Nicolas told me that, “no, we are not giving up”. The team has erected a crane on site as a sign that the development is still in motion. So, every morning, a crane operator goes up the steps of the tower cranes, koanya, koanya, koanya and climbs into the cabs, starts the motor and repositions the jib. The jib is the horizontal part that looks like a canon.

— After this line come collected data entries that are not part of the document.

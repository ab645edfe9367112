//! PhoBERT token classifier (alternative detection path).
//!
//! The model tags every sub-word token as clean (`O`), the beginning of a
//! toxic run (`B-T`), or inside one (`I-T`). Inference runs through ONNX
//! when built with the `ml` feature; the span decoding below is plain Rust
//! and always available.

#[cfg(feature = "ml")]
use std::path::Path;
use std::path::PathBuf;
#[cfg(feature = "ml")]
use std::time::Instant;

#[cfg(feature = "ml")]
use tracing::debug;

use super::merge::merge_spans;
use super::{DetectionResult, Span};

/// Token labels, in the order of the model's output logits.
#[derive(Debug, Clone, Copy, PartialEq, Eq, Hash)]
pub enum TokenLabel {
    /// Clean token.
    Outside,
    /// First token of a toxic run.
    BeginToxic,
    /// Continuation of a toxic run.
    InsideToxic,
}

impl TokenLabel {
    /// All labels, indexed by logit position.
    pub const ALL: [TokenLabel; 3] = [
        TokenLabel::Outside,
        TokenLabel::BeginToxic,
        TokenLabel::InsideToxic,
    ];

    /// Label for a logit index.
    pub fn from_index(index: usize) -> Option<Self> {
        Self::ALL.get(index).copied()
    }

    /// Tag used during training.
    pub fn tag(&self) -> &'static str {
        match self {
            TokenLabel::Outside => "O",
            TokenLabel::BeginToxic => "B-T",
            TokenLabel::InsideToxic => "I-T",
        }
    }

    /// Returns true for `B-T` and `I-T`.
    pub fn is_toxic(&self) -> bool {
        !matches!(self, TokenLabel::Outside)
    }
}

/// Prediction for one token.
#[derive(Debug, Clone, PartialEq)]
pub struct TokenPrediction {
    /// Argmax label.
    pub label: TokenLabel,
    /// Softmax probability of the argmax label.
    pub probability: f32,
    /// Byte range of the token in the input text. Special tokens have none.
    pub offsets: Option<(usize, usize)>,
}

/// Error types for the token classifier.
#[derive(Debug, Clone, thiserror::Error)]
pub enum ModelError {
    /// Model file not found.
    #[error("Model file not found: {0}")]
    ModelNotFound(String),

    /// Tokenizer file not found.
    #[error("Tokenizer file not found: {0}")]
    TokenizerNotFound(String),

    /// ONNX runtime error.
    #[error("ONNX runtime error: {0}")]
    Runtime(String),

    /// Tokenizer error.
    #[error("Tokenizer error: {0}")]
    Tokenizer(String),

    /// Inference error.
    #[error("Inference error: {0}")]
    Inference(String),

    /// ML feature not enabled.
    #[error("ML feature not enabled - rebuild with --features ml")]
    MlNotEnabled,

    /// The model is still being loaded.
    #[error("AI model is still loading. Please try again in a moment.")]
    Loading,

    /// The model failed to load.
    #[error("AI model failed to load: {0}")]
    Unavailable(String),
}

#[cfg(feature = "ml")]
impl From<ort::Error> for ModelError {
    fn from(e: ort::Error) -> Self {
        ModelError::Runtime(e.to_string())
    }
}

#[cfg(feature = "ml")]
impl From<tokenizers::Error> for ModelError {
    fn from(e: tokenizers::Error) -> Self {
        ModelError::Tokenizer(e.to_string())
    }
}

/// Anything that can tag the tokens of a text.
///
/// Implemented by [`OnnxTokenClassifier`]; tests plug in fixed predictions.
pub trait TokenInference: Send {
    /// Predicts a label for every token of `text`.
    fn predict(&mut self, text: &str) -> Result<Vec<TokenPrediction>, ModelError>;

    /// Returns the name of this model for logging.
    fn name(&self) -> &'static str;
}

/// Turns token predictions into a detection result.
///
/// Every toxic token contributes its char span and probability. Adjacent
/// tokens of one run merge into a single span. The text is profane when
/// at least one span exists and the best probability exceeds `threshold`.
pub fn decode_predictions(
    text: &str,
    predictions: &[TokenPrediction],
    threshold: f32,
) -> DetectionResult {
    let mut spans = Vec::new();
    let mut max_confidence = 0.0_f32;

    for prediction in predictions.iter().filter(|p| p.label.is_toxic()) {
        let Some((start, end)) = prediction.offsets else {
            continue;
        };
        if start >= end || end > text.len() {
            continue;
        }
        let (Some(prefix), Some(token)) = (text.get(..start), text.get(start..end)) else {
            continue;
        };
        max_confidence = max_confidence.max(prediction.probability);
        let char_start = prefix.chars().count();
        spans.push(Span::new(char_start, char_start + token.chars().count()));
    }

    let toxic_spans = merge_spans(&spans);
    let is_profane = !toxic_spans.is_empty() && max_confidence > threshold;

    DetectionResult {
        is_profane,
        confidence: max_confidence.clamp(0.0, 1.0),
        toxic_spans,
        processed_text: text.to_string(),
        detected_categories: None,
        error: None,
    }
}

/// Configuration for the token classifier.
#[derive(Debug, Clone, PartialEq, serde::Serialize, serde::Deserialize)]
#[serde(default)]
pub struct ModelConfig {
    /// Path to the ONNX export of the fine-tuned model.
    pub model_path: PathBuf,
    /// Path to the tokenizer.json file.
    pub tokenizer_path: PathBuf,
    /// Maximum sequence length (tokens).
    pub max_length: usize,
    /// Token probability a text must exceed to be profane.
    pub threshold: f32,
}

impl Default for ModelConfig {
    fn default() -> Self {
        let models_dir = default_models_dir();
        Self {
            model_path: models_dir.join("phobert_profanity.onnx"),
            tokenizer_path: models_dir.join("tokenizer.json"),
            max_length: 128,
            threshold: 0.7,
        }
    }
}

/// Per-user model directory, falling back to `./models`.
pub fn default_models_dir() -> PathBuf {
    directories::ProjectDirs::from("", "vnfilter", "vnfilter")
        .map(|dirs| dirs.data_dir().join("models"))
        .unwrap_or_else(|| PathBuf::from("models"))
}

/// Token classifier backed by an ONNX export of the fine-tuned PhoBERT model.
#[cfg(feature = "ml")]
pub struct OnnxTokenClassifier {
    session: ort::session::Session,
    tokenizer: tokenizers::Tokenizer,
    config: ModelConfig,
}

#[cfg(feature = "ml")]
impl OnnxTokenClassifier {
    /// Loads the ONNX model and tokenizer.
    ///
    /// Returns an error if either file is missing or unreadable.
    pub fn load(config: ModelConfig) -> Result<Self, ModelError> {
        use ort::session::{builder::GraphOptimizationLevel, Session};

        if !Path::new(&config.model_path).exists() {
            return Err(ModelError::ModelNotFound(
                config.model_path.display().to_string(),
            ));
        }
        if !Path::new(&config.tokenizer_path).exists() {
            return Err(ModelError::TokenizerNotFound(
                config.tokenizer_path.display().to_string(),
            ));
        }

        let session = Session::builder()?
            .with_optimization_level(GraphOptimizationLevel::Level3)?
            .with_intra_threads(1)?
            .commit_from_file(&config.model_path)?;

        let tokenizer = tokenizers::Tokenizer::from_file(&config.tokenizer_path)?;

        Ok(Self {
            session,
            tokenizer,
            config,
        })
    }
}

#[cfg(feature = "ml")]
impl TokenInference for OnnxTokenClassifier {
    fn predict(&mut self, text: &str) -> Result<Vec<TokenPrediction>, ModelError> {
        use ort::value::Tensor;

        let start = Instant::now();

        let encoding = self.tokenizer.encode(text, true)?;

        let seq_len = encoding.get_ids().len().min(self.config.max_length);
        let input_ids: Vec<i64> = encoding.get_ids()[..seq_len]
            .iter()
            .map(|&id| id as i64)
            .collect();
        let attention_mask: Vec<i64> = encoding.get_attention_mask()[..seq_len]
            .iter()
            .map(|&m| m as i64)
            .collect();
        let special = &encoding.get_special_tokens_mask()[..seq_len];
        let offsets = &encoding.get_offsets()[..seq_len];

        let input_ids_tensor = Tensor::from_array(([1, seq_len], input_ids.into_boxed_slice()))?;
        let attention_mask_tensor =
            Tensor::from_array(([1, seq_len], attention_mask.into_boxed_slice()))?;

        let outputs = self.session.run(ort::inputs![
            "input_ids" => input_ids_tensor,
            "attention_mask" => attention_mask_tensor
        ])?;

        let logits_tensor = outputs["logits"].try_extract_tensor::<f32>().map_err(|e| {
            ModelError::Inference(format!("Failed to extract logits: {}", e))
        })?;
        let shape = logits_tensor.0;
        let logits_data = logits_tensor.1;

        // Expect [1, seq_len, labels]
        let dims: Vec<_> = shape.iter().collect();
        let num_labels = TokenLabel::ALL.len();
        if dims.len() != 3 || *dims[0] != 1 || *dims[2] != num_labels as i64 {
            return Err(ModelError::Inference(format!(
                "Unexpected output shape: {:?}",
                dims
            )));
        }

        let predictions = logits_data
            .chunks(num_labels)
            .take(seq_len)
            .enumerate()
            .map(|(i, logits)| {
                let probs = softmax(logits);
                let (index, probability) = argmax(&probs);
                TokenPrediction {
                    label: TokenLabel::from_index(index).unwrap_or(TokenLabel::Outside),
                    probability,
                    offsets: (special[i] == 0).then_some(offsets[i]),
                }
            })
            .collect();

        debug!(
            tokens = seq_len,
            duration_us = start.elapsed().as_micros() as u64,
            "Token classification finished"
        );
        Ok(predictions)
    }

    fn name(&self) -> &'static str {
        "phobert-onnx"
    }
}

/// Numerically stable softmax.
#[cfg(feature = "ml")]
fn softmax(logits: &[f32]) -> Vec<f32> {
    let max = logits.iter().copied().fold(f32::NEG_INFINITY, f32::max);
    let exps: Vec<f32> = logits.iter().map(|&l| (l - max).exp()).collect();
    let sum: f32 = exps.iter().sum();
    exps.into_iter().map(|e| e / sum).collect()
}

#[cfg(feature = "ml")]
fn argmax(probs: &[f32]) -> (usize, f32) {
    probs
        .iter()
        .copied()
        .enumerate()
        .fold((0, f32::NEG_INFINITY), |best, (i, p)| if p > best.1 { (i, p) } else { best })
}

/// Stub classifier when the ML feature is not enabled.
#[cfg(not(feature = "ml"))]
pub struct OnnxTokenClassifier {
    _config: ModelConfig,
}

#[cfg(not(feature = "ml"))]
impl OnnxTokenClassifier {
    /// Always fails: the ML feature is not enabled.
    pub fn load(_config: ModelConfig) -> Result<Self, ModelError> {
        Err(ModelError::MlNotEnabled)
    }
}

#[cfg(not(feature = "ml"))]
impl TokenInference for OnnxTokenClassifier {
    fn predict(&mut self, _text: &str) -> Result<Vec<TokenPrediction>, ModelError> {
        Err(ModelError::MlNotEnabled)
    }

    fn name(&self) -> &'static str {
        "phobert-onnx"
    }
}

After the operator repositions the jib, he switches off the motors, locks the cab and goes down. He will follow the routine until an investor has signed. That is part of the psychological warfare. Investors will always chase deals that are hot. Deals that are in motion.
In conclusion, there is going to be a scramble for investors’ money when the Covid-19 disaster settles. Nations will be crisscrossing the world in search of money to rebuild their economies. If Lesotho is not proactive enough to erect one or two cranes, investors will just walk past and invest in Botswana and Eswatini (Swaziland).

There are at least five sites that I know of, that can immediately be converted into construction sites.
My advice to Dr Majoro is that, talk to the construction firms and property developers. Erect cranes and create an illusion. Lerole le qobe! ( Stir up the dust).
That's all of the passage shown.